Une nécessité plumitive…

note auteur flic bangkok«Du hasard à la nécessité… l’écriture est ainsi devenue un outil personnel, un espace nécessaire dans ma vie…» écrivais-je à la parution en 2003 de Flic de Quartier, relatant l’histoire de mes interventions vécues lors de patrouilles dans un quartier populaire ; une écriture impulsée par plusieurs concours de circonstances, l’inscription à 33 ans à l’université, la participation au film Pas les flics, pas les noirs, pas les blancs, d’Ursula Meier, et la résistance à une politique sécuritaire imposée à l’arrivée d’un nouveau patron, qui par ailleurs ne restera en poste que deux ans. Bref, des circonstances de vie qui vous travaillent au ventre et font resurgir d’anciennes compétences scolaires malheureusement oubliées. Dès les premières lignes de mon premier roman, j’avais compris que je n’en resterai pas là, en somme, j’avais attrapé le virus souvent exprimé par mes auteurs de prédilection : Alphonse Boudard, Nicolas Bouvier, Antoine de Saint-Exupéry, Joseph Kessel, Jack Kerouac, Ernest Hemingway, Louis Calaferte, pour ne citer qu’eux, entre l’errances et voyages initiatiques, conflits de pouvoirs, haine et amour, décadence et grandeur des hommes, tous les ingrédients d’une excellente chronique, anecdote… un roman peut-être ; bref, des auteurs qui ne laissent pas indemne. Eh oui, me voilà atteint des tics et tocs plumitifs, carnets, stylos, et borgnottage de manière à saisir le détail qui enclenche, sous la couenne, la mécanique de l’écriture.

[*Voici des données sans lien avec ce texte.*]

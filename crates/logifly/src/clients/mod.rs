//! Platform clients.
//!
//! This module provides the clients that deliver messages to one platform each:
//! - Discord webhooks (plain messages and embeds)
//! - Generic JSON webhooks (plain messages only)
//!
//! Every client implements [`PlatformClient`]. Embeds and connection tests are
//! optional capabilities discovered through [`PlatformClient::as_embed_sender`]
//! and [`PlatformClient::as_connection_tester`].

mod discord;
mod webhook;

pub use discord::{DiscordClient, DiscordConfig};
pub use webhook::{HttpMethod, WebhookAuth, WebhookClient, WebhookConfig};

use async_trait::async_trait;
use serde::{Deserialize, Serialize};
use serde_json::{Map, Value};

use crate::Result;

/// Trait implemented by every platform client.
#[async_trait]
pub trait PlatformClient: Send + Sync {
    /// Platform label, e.g. `"discord"`. Used for reporting only.
    fn platform(&self) -> &str;

    /// Whether this client is able to deliver messages at all.
    ///
    /// Groups refuse to register clients that return `false`.
    fn can_send(&self) -> bool {
        true
    }

    /// Send a plain or structured message.
    async fn send(&self, message: &Message, options: &SendOptions) -> Result<Value>;

    /// Embed capability, if the platform supports rich embeds.
    fn as_embed_sender(&self) -> Option<&dyn EmbedSender> {
        None
    }

    /// Connection-test capability, if the client provides a dedicated check.
    fn as_connection_tester(&self) -> Option<&dyn ConnectionTester> {
        None
    }
}

/// Optional capability: rich embed delivery.
#[async_trait]
pub trait EmbedSender: Send + Sync {
    async fn send_embed(&self, embed: &EmbedOptions) -> Result<Value>;
}

/// Optional capability: dedicated connectivity check.
#[async_trait]
pub trait ConnectionTester: Send + Sync {
    /// Returns whether the endpoint accepted a test delivery.
    async fn test_connection(&self) -> Result<bool>;
}

/// A message to deliver.
#[derive(Debug, Clone, PartialEq, Serialize, Deserialize)]
#[serde(untagged)]
pub enum Message {
    /// Plain text content.
    Text(String),
    /// Structured payload merged into the request body.
    Payload(Map<String, Value>),
}

impl Message {
    pub fn text(content: impl Into<String>) -> Self {
        Self::Text(content.into())
    }

    /// Build a structured message from a JSON value.
    ///
    /// Non-object values are sent as text using their JSON rendering.
    pub fn payload(value: Value) -> Self {
        match value {
            Value::Object(map) => Self::Payload(map),
            Value::String(s) => Self::Text(s),
            other => Self::Text(other.to_string()),
        }
    }
}

impl From<&str> for Message {
    fn from(value: &str) -> Self {
        Self::Text(value.to_string())
    }
}

impl From<String> for Message {
    fn from(value: String) -> Self {
        Self::Text(value)
    }
}

/// Per-send overrides.
#[derive(Debug, Clone, Default, PartialEq, Eq, Serialize, Deserialize)]
pub struct SendOptions {
    /// Override the sender display name.
    #[serde(default, skip_serializing_if = "Option::is_none")]
    pub username: Option<String>,
    /// Override the sender avatar.
    #[serde(default, skip_serializing_if = "Option::is_none")]
    pub avatar_url: Option<String>,
}

/// A field inside an embed.
#[derive(Debug, Clone, PartialEq, Eq, Serialize, Deserialize)]
pub struct EmbedField {
    pub name: String,
    pub value: String,
    #[serde(default, skip_serializing_if = "std::ops::Not::not")]
    pub inline: bool,
}

#[derive(Debug, Clone, PartialEq, Eq, Serialize, Deserialize)]
pub struct EmbedFooter {
    pub text: String,
    #[serde(default, skip_serializing_if = "Option::is_none")]
    pub icon_url: Option<String>,
}

#[derive(Debug, Clone, PartialEq, Eq, Serialize, Deserialize)]
pub struct EmbedAuthor {
    pub name: String,
    #[serde(default, skip_serializing_if = "Option::is_none")]
    pub icon_url: Option<String>,
    #[serde(default, skip_serializing_if = "Option::is_none")]
    pub url: Option<String>,
}

#[derive(Debug, Clone, PartialEq, Eq, Serialize, Deserialize)]
pub struct EmbedImage {
    pub url: String,
}

/// Rich message content.
///
/// Platforms without embed support receive `"**{title}**\n{description}"`.
#[derive(Debug, Clone, Default, PartialEq, Eq, Serialize, Deserialize)]
pub struct EmbedOptions {
    pub title: String,
    pub description: String,
    #[serde(default, skip_serializing_if = "Option::is_none")]
    pub color: Option<u32>,
    #[serde(default, skip_serializing_if = "Vec::is_empty")]
    pub fields: Vec<EmbedField>,
    /// RFC 3339 timestamp shown by the platform.
    #[serde(default, skip_serializing_if = "Option::is_none")]
    pub timestamp: Option<String>,
    #[serde(default, skip_serializing_if = "Option::is_none")]
    pub footer: Option<EmbedFooter>,
    #[serde(default, skip_serializing_if = "Option::is_none")]
    pub author: Option<EmbedAuthor>,
    #[serde(default, skip_serializing_if = "Option::is_none")]
    pub thumbnail: Option<EmbedImage>,
    #[serde(default, skip_serializing_if = "Option::is_none")]
    pub image: Option<EmbedImage>,
    #[serde(default, skip_serializing_if = "Option::is_none")]
    pub url: Option<String>,
}

impl EmbedOptions {
    pub fn new(title: impl Into<String>, description: impl Into<String>) -> Self {
        Self {
            title: title.into(),
            description: description.into(),
            ..Default::default()
        }
    }

    pub fn with_color(mut self, color: u32) -> Self {
        self.color = Some(color);
        self
    }

    pub fn with_field(
        mut self,
        name: impl Into<String>,
        value: impl Into<String>,
        inline: bool,
    ) -> Self {
        self.fields.push(EmbedField {
            name: name.into(),
            value: value.into(),
            inline,
        });
        self
    }

    /// Severity preset: glyph-prefixed title and the severity color.
    pub fn severity(severity: Severity, title: &str, description: impl Into<String>) -> Self {
        Self::new(format!("{} {}", severity.glyph(), title), description)
            .with_color(severity.color())
    }

    /// Plain-text rendering for platforms without embed support.
    pub fn to_text(&self) -> String {
        format!("**{}**\n{}", self.title, self.description)
    }
}

/// Severity presets for status notifications.
#[derive(Debug, Clone, Copy, PartialEq, Eq, Hash, Serialize, Deserialize)]
#[serde(rename_all = "lowercase")]
pub enum Severity {
    Success,
    Error,
    Warning,
    Info,
}

impl Severity {
    pub fn glyph(self) -> &'static str {
        match self {
            Self::Success => "✅",
            Self::Error => "❌",
            Self::Warning => "⚠️",
            Self::Info => "ℹ️",
        }
    }

    pub fn color(self) -> u32 {
        match self {
            Self::Success => 0x00ff00, // Green
            Self::Error => 0xff0000,   // Red
            Self::Warning => 0xffff00, // Yellow
            Self::Info => 0x3498db,    // Blue
        }
    }
}

impl std::fmt::Display for Severity {
    fn fmt(&self, f: &mut std::fmt::Formatter<'_>) -> std::fmt::Result {
        match self {
            Self::Success => write!(f, "success"),
            Self::Error => write!(f, "error"),
            Self::Warning => write!(f, "warning"),
            Self::Info => write!(f, "info"),
        }
    }
}

impl std::str::FromStr for Severity {
    type Err = crate::Error;

    fn from_str(s: &str) -> Result<Self> {
        match s.trim().to_ascii_lowercase().as_str() {
            "success" => Ok(Self::Success),
            "error" => Ok(Self::Error),
            "warning" | "warn" => Ok(Self::Warning),
            "info" => Ok(Self::Info),
            other => Err(crate::Error::config(format!("Unknown severity: {}", other))),
        }
    }
}
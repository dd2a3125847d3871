//! Broadcast groups.
//!
//! A [`BroadcastGroup`] owns an ordered list of platform clients and sends
//! one logical message to all of them at once. Each member's outcome is
//! captured independently: a failing member shows up as a failed
//! [`BroadcastResult`] and never interrupts delivery to the others.

mod group;
mod summary;

pub use group::{BroadcastGroup, ClientInfo};
pub use summary::{BroadcastResult, BroadcastSummary, EMBED_FALLBACK_NOTE, TestConnectionResult};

2003 – 2005 la rencontre des textes de Ferdinand Céline, tranchants comme des lames de rasoir, provoquant de multiples émotions qui m’accompagneront tout au long de l’écriture de Flic à Bangkok, d’où les nombreuses allusions à l’auteur de Voyage au bout de la nuit ; le métier policier, vu comme une odyssée dans la société humaine.

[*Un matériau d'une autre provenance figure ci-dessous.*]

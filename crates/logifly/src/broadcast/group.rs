use std::collections::HashMap;
use std::future::Future;
use std::sync::Arc;

use futures::future::join_all;
use serde::{Deserialize, Serialize};
use tracing::{debug, info, warn};

use super::summary::{BroadcastResult, BroadcastSummary, EMBED_FALLBACK_NOTE, TestConnectionResult};
use crate::clients::{EmbedOptions, Message, PlatformClient, SendOptions, Severity};
use crate::{Error, Result};

/// Message sent to check clients without a dedicated connection test.
const FALLBACK_TEST_MESSAGE: &str = "Test";

#[derive(Clone)]
struct ClientEntry {
    client: Arc<dyn PlatformClient>,
    alias: String,
    platform: String,
}

/// Public view of a group member.
#[derive(Debug, Clone, PartialEq, Eq, Serialize, Deserialize)]
pub struct ClientInfo {
    pub alias: String,
    pub platform: String,
}

/// A named set of platform clients targeted together.
pub struct BroadcastGroup {
    name: String,
    clients: Vec<ClientEntry>,
}

impl std::fmt::Debug for BroadcastGroup {
    fn fmt(&self, f: &mut std::fmt::Formatter<'_>) -> std::fmt::Result {
        f.debug_struct("BroadcastGroup")
            .field("name", &self.name)
            .field("clients", &self.list_clients())
            .finish()
    }
}

impl BroadcastGroup {
    /// Create an empty group.
    pub fn new(name: impl Into<String>) -> Self {
        Self {
            name: name.into(),
            clients: Vec::new(),
        }
    }

    /// Create a group and register `clients` with default aliases.
    pub fn with_clients<I>(name: impl Into<String>, clients: I) -> Result<Self>
    where
        I: IntoIterator<Item = Arc<dyn PlatformClient>>,
    {
        let mut group = Self::new(name);
        for client in clients {
            group.add_client(client, None)?;
        }
        Ok(group)
    }

    pub fn name(&self) -> &str {
        &self.name
    }

    /// Register a client.
    ///
    /// Without an alias the member is named `client_{n}` where `n` is its
    /// position at insertion time. Explicit aliases are not checked for
    /// uniqueness.
    pub fn add_client(
        &mut self,
        client: Arc<dyn PlatformClient>,
        alias: Option<&str>,
    ) -> Result<&mut Self> {
        if !client.can_send() {
            return Err(Error::config("Invalid client: must have a send() method"));
        }

        let alias = match alias {
            Some(alias) if !alias.is_empty() => alias.to_string(),
            _ => format!("client_{}", self.clients.len() + 1),
        };
        let platform = client.platform().to_string();

        debug!(group = %self.name, alias = %alias, platform = %platform, "Client added");
        self.clients.push(ClientEntry {
            client,
            alias,
            platform,
        });

        Ok(self)
    }

    /// Remove the first member with `alias`. Returns whether one was removed.
    pub fn remove_client(&mut self, alias: &str) -> bool {
        match self.clients.iter().position(|c| c.alias == alias) {
            Some(index) => {
                self.clients.remove(index);
                debug!(group = %self.name, alias = %alias, "Client removed");
                true
            }
            None => false,
        }
    }

    /// Send `message` to every member concurrently.
    pub async fn broadcast(&self, message: &Message, options: &SendOptions) -> BroadcastSummary {
        self.fan_out("message", |entry| async move {
            match entry.client.send(message, options).await {
                Ok(result) => BroadcastResult::ok(entry.platform, result),
                Err(e) => BroadcastResult::failed(entry.platform, e.to_string()),
            }
        })
        .await
    }

    /// Send an embed to every member concurrently.
    ///
    /// Members without embed support receive a text rendering instead and
    /// their result carries [`EMBED_FALLBACK_NOTE`].
    pub async fn broadcast_embed(&self, embed: &EmbedOptions) -> BroadcastSummary {
        self.fan_out("embed", |entry| async move {
            match entry.client.as_embed_sender() {
                Some(sender) => match sender.send_embed(embed).await {
                    Ok(result) => BroadcastResult::ok(entry.platform, result),
                    Err(e) => BroadcastResult::failed(entry.platform, e.to_string()),
                },
                None => {
                    let text = Message::text(embed.to_text());
                    match entry.client.send(&text, &SendOptions::default()).await {
                        Ok(result) => BroadcastResult::ok(entry.platform, result)
                            .with_note(EMBED_FALLBACK_NOTE),
                        Err(e) => BroadcastResult::failed(entry.platform, e.to_string()),
                    }
                }
            }
        })
        .await
    }

    /// Broadcast a severity-styled embed.
    pub async fn broadcast_severity(
        &self,
        severity: Severity,
        title: &str,
        description: &str,
    ) -> BroadcastSummary {
        self.broadcast_embed(&EmbedOptions::severity(severity, title, description))
            .await
    }

    pub async fn broadcast_success(&self, title: &str, description: &str) -> BroadcastSummary {
        self.broadcast_severity(Severity::Success, title, description)
            .await
    }

    pub async fn broadcast_error(&self, title: &str, description: &str) -> BroadcastSummary {
        self.broadcast_severity(Severity::Error, title, description)
            .await
    }

    pub async fn broadcast_warning(&self, title: &str, description: &str) -> BroadcastSummary {
        self.broadcast_severity(Severity::Warning, title, description)
            .await
    }

    pub async fn broadcast_info(&self, title: &str, description: &str) -> BroadcastSummary {
        self.broadcast_severity(Severity::Info, title, description)
            .await
    }

    /// Check every member's connectivity concurrently.
    ///
    /// Clients without a dedicated check are checked with a plain `"Test"`
    /// message; a failed send reports `connected: false` without an error.
    pub async fn test_connections(&self) -> HashMap<String, TestConnectionResult> {
        let members = self.clients.clone();
        debug!(group = %self.name, members = members.len(), "Testing connections");

        let checks = members.into_iter().map(|entry| async move {
            let outcome = match entry.client.as_connection_tester() {
                Some(tester) => match tester.test_connection().await {
                    Ok(connected) => TestConnectionResult {
                        platform: entry.platform,
                        connected,
                        error: None,
                    },
                    Err(e) => TestConnectionResult {
                        platform: entry.platform,
                        connected: false,
                        error: Some(e.to_string()),
                    },
                },
                None => {
                    let connected = entry
                        .client
                        .send(&Message::text(FALLBACK_TEST_MESSAGE), &SendOptions::default())
                        .await
                        .is_ok();
                    TestConnectionResult {
                        platform: entry.platform,
                        connected,
                        error: None,
                    }
                }
            };
            (entry.alias, outcome)
        });

        let results: HashMap<String, TestConnectionResult> =
            join_all(checks).await.into_iter().collect();

        let connected = results.values().filter(|r| r.connected).count();
        info!(
            group = %self.name,
            connected,
            total = results.len(),
            "Connection test finished"
        );
        results
    }

    /// Members in insertion order.
    pub fn list_clients(&self) -> Vec<ClientInfo> {
        self.clients
            .iter()
            .map(|c| ClientInfo {
                alias: c.alias.clone(),
                platform: c.platform.clone(),
            })
            .collect()
    }

    pub fn size(&self) -> usize {
        self.clients.len()
    }

    pub fn is_empty(&self) -> bool {
        self.clients.is_empty()
    }

    /// Run `dispatch` for a snapshot of the members and wait for all of them.
    ///
    /// Every member yields exactly one result; none is cancelled by a sibling's failure.
    async fn fan_out<F, Fut>(&self, kind: &'static str, dispatch: F) -> BroadcastSummary
    where
        F: Fn(ClientEntry) -> Fut,
        Fut: Future<Output = BroadcastResult>,
    {
        let members = self.clients.clone();
        let total_clients = members.len();
        debug!(group = %self.name, kind, members = total_clients, "Broadcasting");

        let deliveries = members.into_iter().map(|entry| {
            let alias = entry.alias.clone();
            let delivery = dispatch(entry);
            async move { (alias, delivery.await) }
        });

        let mut results = HashMap::with_capacity(total_clients);
        for (alias, result) in join_all(deliveries).await {
            if let Some(error) = &result.error {
                warn!(
                    group = %self.name,
                    alias = %alias,
                    platform = %result.platform,
                    "Broadcast delivery failed: {}",
                    error
                );
            }
            results.insert(alias, result);
        }

        let summary = BroadcastSummary {
            group_name: self.name.clone(),
            total_clients,
            results,
        };
        info!(
            group = %self.name,
            kind,
            succeeded = summary.succeeded(),
            failed = summary.failed(),
            "Broadcast finished"
        );
        summary
    }
}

Flic à Bangkok rend hommage à mes collègues des brigades spécialisées envoyés en mission à l’étranger, qui aujourd’hui encore enquêtent sur les réseaux de trafiquants d’enfants et de stupéfiants ; aucun d’eux ne revient intact de ces «voyages» ; ils se reconnaîtront dans ces pages en redécouvrant une légende en Asie du Sud-est, Chan Shee Fu connu sous le nom de Khun Sa ; mais au-delà de l’anecdote, c’est la rencontre de l’Orient et de l’Occident, vue par un policier qui ne connaît de règles que celles édictées par son pays et par les truands de son quartier. A Bangkok, tout le heurte et le séduit, et il comprend vite que les subtilités de ce monde lui échappent.